Huang L, Wei Z M
Shanghai Institute of Plant Physiology, The Chinese Academy of Sciences, Shanghai 200032.
Shi Yan Sheng Wu Xue Bao. 1999 Dec;32(4):381-9.
Several maize inbreds were transformed with Agrobacterium tumefaciens EHA101 (pGIH). Transgenic maize plants were obtained. Frequency of transformation of maize inbred Suyu No. 1 can reach 8.1%. Results of PCR and Southern blot analysis proved that T-DNA was stably integrated into the genome of maize. Staining with X-gluc confirmed the expression of GUS gene in maize cells. The band amplified by inverse PCR showed that the copy number of transgene in three transformants was single. After long term of subculture, some hygromycin resistant calli lost their regeneration ability. Although Southern blot probed the integration of gusA gene in their genome, GUS activity cannot be detected in those calli.
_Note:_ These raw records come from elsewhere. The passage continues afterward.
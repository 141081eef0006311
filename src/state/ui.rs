#[cfg(test)]
#[path = "ui_test.rs"]
mod ui_test;

/// Ambient UI state shared across pages via context.
#[derive(Clone, Copy, Debug, Default, PartialEq, Eq)]
pub struct UiState {
    pub dark_mode: bool,
}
Southern blot analysis of HpaII digest DNA showed that transgenic gusA gene was highly methylated.
用根癌农杆菌EHA101(pGIH)转化了几个玉米自交系。获得了转基因玉米植株。玉米自交系苏玉1号的转化频率可达8.1%。PCR和Southern杂交分析结果证明T-DNA已稳定整合到玉米基因组中。用X-葡糖苷酸染色证实了GUS基因在玉米细胞中的表达。反向PCR扩增的条带表明三个转化体中转基因的拷贝数为单拷贝。经过长期继代培养后,一些潮霉素抗性愈伤组织失去了再生能力。虽然Southern杂交检测到gusA基因已整合到它们的基因组中,但在这些愈伤组织中检测不到GUS活性。对经HpaII消化的DNA进行Southern杂交分析表明,转基因gusA基因高度甲基化。